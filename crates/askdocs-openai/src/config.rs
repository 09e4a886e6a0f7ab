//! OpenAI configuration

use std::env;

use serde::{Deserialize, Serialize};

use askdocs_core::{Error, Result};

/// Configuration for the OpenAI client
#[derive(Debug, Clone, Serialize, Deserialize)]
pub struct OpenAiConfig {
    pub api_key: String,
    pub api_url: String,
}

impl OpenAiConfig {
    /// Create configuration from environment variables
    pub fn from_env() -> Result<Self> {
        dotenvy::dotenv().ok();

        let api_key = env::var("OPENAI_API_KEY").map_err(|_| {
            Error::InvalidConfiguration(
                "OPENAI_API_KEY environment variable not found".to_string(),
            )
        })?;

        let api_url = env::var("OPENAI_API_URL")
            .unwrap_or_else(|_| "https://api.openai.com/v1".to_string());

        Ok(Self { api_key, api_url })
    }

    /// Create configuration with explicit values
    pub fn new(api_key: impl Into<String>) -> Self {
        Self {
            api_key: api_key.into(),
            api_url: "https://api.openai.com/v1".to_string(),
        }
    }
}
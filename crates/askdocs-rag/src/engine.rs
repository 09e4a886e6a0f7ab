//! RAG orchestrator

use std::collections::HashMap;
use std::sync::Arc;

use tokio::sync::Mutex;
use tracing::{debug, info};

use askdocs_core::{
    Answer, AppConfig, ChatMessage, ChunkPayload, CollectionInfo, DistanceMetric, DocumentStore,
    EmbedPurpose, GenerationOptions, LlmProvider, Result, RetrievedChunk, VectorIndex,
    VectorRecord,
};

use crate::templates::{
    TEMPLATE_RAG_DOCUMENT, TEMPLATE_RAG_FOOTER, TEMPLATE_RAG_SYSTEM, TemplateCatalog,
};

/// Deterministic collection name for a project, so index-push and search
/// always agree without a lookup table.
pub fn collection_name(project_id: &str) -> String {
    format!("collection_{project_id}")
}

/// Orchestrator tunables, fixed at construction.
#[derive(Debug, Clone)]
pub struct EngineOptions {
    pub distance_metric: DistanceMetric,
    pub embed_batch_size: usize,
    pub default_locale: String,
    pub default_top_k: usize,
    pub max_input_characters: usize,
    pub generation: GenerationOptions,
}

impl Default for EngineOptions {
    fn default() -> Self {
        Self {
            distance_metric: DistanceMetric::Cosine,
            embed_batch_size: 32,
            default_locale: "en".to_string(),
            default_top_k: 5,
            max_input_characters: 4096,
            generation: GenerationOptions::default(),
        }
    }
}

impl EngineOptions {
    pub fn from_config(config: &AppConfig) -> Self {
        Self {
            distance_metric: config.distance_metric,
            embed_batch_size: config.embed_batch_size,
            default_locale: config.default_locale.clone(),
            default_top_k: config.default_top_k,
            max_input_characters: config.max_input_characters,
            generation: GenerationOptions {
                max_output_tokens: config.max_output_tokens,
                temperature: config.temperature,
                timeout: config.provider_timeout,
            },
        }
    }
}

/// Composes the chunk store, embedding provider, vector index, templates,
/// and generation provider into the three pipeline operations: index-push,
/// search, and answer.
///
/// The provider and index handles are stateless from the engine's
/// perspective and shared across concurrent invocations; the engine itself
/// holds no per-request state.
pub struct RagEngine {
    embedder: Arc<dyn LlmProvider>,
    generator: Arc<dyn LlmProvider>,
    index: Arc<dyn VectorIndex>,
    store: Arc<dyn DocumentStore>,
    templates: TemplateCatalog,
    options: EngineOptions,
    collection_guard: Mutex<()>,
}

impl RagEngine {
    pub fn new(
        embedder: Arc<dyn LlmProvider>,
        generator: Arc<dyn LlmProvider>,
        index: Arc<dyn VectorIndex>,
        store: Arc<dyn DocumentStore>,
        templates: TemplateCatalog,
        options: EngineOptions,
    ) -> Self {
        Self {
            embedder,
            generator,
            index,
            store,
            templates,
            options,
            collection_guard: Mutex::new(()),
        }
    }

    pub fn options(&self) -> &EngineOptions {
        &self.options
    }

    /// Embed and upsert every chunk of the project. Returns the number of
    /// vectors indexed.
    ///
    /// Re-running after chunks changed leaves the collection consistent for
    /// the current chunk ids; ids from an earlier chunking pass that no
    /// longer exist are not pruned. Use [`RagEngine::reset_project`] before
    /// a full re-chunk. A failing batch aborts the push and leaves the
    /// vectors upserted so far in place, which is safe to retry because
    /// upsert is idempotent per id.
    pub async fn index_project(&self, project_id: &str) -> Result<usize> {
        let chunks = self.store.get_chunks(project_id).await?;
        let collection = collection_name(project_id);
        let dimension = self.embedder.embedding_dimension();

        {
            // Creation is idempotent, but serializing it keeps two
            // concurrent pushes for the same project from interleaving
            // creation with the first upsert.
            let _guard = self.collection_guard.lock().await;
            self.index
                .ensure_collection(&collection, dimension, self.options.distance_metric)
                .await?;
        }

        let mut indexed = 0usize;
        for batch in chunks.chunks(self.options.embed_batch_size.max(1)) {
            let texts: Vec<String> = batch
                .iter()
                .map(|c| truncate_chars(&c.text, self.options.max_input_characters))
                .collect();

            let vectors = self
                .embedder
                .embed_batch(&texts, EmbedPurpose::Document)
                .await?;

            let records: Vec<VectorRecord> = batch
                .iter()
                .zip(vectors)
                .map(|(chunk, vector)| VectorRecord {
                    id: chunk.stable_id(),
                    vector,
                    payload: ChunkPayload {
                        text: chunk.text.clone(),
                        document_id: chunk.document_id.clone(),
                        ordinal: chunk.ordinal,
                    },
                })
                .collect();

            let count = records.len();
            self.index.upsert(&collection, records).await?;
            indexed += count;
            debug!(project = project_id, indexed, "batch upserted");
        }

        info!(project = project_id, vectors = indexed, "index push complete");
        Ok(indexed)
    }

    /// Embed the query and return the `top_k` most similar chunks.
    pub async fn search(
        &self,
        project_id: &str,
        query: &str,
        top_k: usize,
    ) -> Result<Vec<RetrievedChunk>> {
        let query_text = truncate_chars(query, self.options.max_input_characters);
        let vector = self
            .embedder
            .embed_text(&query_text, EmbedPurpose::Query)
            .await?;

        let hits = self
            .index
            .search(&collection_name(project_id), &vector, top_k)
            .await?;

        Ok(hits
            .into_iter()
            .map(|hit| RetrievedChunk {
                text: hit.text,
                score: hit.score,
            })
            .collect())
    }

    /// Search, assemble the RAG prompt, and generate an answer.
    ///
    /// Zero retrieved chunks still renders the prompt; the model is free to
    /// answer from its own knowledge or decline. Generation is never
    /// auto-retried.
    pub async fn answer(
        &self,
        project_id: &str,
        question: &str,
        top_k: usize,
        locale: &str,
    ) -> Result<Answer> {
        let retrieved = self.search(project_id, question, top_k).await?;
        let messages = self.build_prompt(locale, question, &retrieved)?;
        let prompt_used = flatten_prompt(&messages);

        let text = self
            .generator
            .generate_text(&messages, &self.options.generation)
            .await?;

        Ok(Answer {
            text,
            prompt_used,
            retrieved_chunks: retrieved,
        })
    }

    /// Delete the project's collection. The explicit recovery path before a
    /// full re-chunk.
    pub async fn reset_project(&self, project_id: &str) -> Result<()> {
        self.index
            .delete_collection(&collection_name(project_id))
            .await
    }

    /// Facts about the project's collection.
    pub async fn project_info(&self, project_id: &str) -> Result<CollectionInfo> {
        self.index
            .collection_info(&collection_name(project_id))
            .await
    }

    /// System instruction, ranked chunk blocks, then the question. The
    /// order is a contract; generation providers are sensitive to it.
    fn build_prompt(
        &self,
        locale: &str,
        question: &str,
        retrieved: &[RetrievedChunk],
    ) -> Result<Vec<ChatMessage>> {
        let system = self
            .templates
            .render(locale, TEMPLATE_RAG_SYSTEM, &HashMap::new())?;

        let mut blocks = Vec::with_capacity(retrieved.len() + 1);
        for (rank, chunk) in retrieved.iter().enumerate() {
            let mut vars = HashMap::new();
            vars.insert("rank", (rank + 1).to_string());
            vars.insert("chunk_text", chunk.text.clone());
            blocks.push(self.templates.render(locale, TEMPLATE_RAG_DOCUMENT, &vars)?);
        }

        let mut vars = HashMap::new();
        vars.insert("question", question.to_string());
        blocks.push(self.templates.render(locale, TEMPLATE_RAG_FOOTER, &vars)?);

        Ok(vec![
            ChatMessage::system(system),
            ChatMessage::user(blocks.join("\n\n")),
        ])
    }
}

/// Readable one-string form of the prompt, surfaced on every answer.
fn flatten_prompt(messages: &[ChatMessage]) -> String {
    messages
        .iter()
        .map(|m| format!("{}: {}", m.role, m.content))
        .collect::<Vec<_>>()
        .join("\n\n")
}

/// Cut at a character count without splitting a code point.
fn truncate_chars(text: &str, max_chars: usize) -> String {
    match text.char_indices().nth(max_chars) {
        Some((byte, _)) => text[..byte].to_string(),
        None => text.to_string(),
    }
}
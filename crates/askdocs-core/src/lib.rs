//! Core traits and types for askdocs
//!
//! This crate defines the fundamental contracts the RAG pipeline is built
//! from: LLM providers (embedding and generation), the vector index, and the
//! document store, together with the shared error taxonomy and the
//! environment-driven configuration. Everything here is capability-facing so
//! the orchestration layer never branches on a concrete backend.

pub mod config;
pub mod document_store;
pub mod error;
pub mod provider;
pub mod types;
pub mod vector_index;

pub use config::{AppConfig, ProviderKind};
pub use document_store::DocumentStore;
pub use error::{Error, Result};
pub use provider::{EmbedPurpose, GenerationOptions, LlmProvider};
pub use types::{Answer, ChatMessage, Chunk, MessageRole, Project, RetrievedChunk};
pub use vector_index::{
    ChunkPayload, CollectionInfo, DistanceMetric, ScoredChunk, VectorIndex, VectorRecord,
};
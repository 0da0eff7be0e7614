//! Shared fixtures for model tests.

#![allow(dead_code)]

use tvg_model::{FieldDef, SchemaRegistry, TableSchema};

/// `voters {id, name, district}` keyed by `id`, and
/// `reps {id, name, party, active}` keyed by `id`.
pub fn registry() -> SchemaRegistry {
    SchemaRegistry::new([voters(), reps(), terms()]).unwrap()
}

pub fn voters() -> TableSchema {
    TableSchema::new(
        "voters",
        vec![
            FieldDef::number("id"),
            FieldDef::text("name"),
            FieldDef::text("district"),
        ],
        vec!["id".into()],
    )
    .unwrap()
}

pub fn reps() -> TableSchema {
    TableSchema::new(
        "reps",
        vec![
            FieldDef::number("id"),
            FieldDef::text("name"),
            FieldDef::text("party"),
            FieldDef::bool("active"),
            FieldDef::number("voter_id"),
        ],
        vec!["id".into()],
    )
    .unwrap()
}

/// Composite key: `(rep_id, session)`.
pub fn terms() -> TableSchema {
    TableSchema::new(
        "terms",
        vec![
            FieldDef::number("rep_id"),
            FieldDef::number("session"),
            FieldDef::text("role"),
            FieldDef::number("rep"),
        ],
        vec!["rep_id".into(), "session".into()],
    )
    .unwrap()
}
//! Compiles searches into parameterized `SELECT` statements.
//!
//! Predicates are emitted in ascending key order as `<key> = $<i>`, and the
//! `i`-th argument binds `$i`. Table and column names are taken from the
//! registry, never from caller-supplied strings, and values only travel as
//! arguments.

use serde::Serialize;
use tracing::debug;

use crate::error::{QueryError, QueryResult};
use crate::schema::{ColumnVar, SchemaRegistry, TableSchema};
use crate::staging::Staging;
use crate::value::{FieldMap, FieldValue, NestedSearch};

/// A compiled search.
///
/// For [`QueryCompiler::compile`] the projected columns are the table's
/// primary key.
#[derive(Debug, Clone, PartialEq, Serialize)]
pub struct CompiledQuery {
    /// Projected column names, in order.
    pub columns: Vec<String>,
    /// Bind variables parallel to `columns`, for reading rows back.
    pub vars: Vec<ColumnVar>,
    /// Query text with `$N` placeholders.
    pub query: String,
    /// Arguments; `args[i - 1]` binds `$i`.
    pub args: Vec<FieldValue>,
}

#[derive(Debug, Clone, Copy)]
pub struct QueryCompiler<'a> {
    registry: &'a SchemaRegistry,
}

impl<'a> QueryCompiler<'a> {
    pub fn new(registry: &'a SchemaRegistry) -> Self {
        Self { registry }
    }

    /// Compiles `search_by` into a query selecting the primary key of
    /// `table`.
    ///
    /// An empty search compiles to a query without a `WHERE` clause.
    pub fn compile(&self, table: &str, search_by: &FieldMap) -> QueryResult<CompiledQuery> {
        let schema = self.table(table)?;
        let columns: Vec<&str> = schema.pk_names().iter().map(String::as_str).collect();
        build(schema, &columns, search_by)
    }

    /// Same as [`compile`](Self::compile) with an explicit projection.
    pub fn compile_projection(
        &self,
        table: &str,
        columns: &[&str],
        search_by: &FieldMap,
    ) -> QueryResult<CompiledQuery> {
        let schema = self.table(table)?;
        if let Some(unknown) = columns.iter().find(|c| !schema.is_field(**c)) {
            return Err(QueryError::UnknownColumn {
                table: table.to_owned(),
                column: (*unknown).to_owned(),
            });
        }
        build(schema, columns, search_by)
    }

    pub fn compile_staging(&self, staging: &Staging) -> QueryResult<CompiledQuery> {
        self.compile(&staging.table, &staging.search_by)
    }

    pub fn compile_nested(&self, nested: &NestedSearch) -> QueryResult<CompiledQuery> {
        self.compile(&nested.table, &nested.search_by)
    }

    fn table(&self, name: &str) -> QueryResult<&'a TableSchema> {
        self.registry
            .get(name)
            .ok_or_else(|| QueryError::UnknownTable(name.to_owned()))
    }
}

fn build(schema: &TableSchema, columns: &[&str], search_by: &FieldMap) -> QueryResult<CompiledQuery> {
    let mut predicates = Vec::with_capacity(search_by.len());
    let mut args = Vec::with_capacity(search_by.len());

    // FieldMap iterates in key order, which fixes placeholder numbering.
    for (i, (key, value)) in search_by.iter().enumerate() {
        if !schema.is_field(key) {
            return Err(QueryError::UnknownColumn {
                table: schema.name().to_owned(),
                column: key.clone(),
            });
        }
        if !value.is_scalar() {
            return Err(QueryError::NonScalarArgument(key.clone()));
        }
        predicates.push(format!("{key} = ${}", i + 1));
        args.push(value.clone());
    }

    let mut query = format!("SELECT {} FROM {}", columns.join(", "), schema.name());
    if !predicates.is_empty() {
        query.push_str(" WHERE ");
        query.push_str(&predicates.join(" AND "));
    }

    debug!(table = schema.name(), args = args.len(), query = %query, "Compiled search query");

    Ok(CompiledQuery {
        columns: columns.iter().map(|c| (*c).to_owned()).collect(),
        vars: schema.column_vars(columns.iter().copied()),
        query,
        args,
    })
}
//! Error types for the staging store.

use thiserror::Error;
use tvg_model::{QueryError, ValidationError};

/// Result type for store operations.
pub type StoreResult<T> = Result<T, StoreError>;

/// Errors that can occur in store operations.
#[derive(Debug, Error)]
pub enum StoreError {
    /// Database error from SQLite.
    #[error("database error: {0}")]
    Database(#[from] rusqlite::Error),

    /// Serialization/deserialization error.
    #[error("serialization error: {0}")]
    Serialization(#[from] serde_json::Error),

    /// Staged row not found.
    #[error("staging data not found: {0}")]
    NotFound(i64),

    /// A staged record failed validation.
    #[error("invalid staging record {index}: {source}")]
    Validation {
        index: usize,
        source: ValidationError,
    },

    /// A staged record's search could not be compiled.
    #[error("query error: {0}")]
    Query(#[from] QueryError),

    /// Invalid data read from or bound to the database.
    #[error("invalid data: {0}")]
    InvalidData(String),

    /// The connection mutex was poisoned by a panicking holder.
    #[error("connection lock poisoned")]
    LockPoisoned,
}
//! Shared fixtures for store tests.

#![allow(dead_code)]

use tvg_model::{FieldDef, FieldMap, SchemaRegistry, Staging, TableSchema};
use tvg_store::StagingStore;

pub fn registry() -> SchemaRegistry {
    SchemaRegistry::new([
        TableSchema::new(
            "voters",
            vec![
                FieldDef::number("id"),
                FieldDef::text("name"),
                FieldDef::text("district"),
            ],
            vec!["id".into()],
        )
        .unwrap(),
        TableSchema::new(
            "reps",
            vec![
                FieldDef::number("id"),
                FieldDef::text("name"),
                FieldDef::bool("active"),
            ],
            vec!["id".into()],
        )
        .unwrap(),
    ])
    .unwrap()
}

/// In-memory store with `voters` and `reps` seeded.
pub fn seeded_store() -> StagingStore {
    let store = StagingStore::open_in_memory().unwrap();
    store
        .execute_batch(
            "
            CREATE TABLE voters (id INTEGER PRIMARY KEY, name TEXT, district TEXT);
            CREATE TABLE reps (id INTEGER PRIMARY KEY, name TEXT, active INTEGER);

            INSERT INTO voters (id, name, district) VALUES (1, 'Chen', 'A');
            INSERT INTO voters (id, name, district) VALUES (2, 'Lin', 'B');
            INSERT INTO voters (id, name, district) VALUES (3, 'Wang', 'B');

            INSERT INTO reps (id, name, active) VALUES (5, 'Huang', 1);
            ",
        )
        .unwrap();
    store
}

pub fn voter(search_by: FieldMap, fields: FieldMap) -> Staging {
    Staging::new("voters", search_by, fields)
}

________

§ **Your assignment**
Your task is to show every line of the listing above containing "generator".

§ **Exercise solution**
    generator: Arc<dyn LlmProvider>,
        generator: Arc<dyn LlmProvider>,
            generator,
            .generator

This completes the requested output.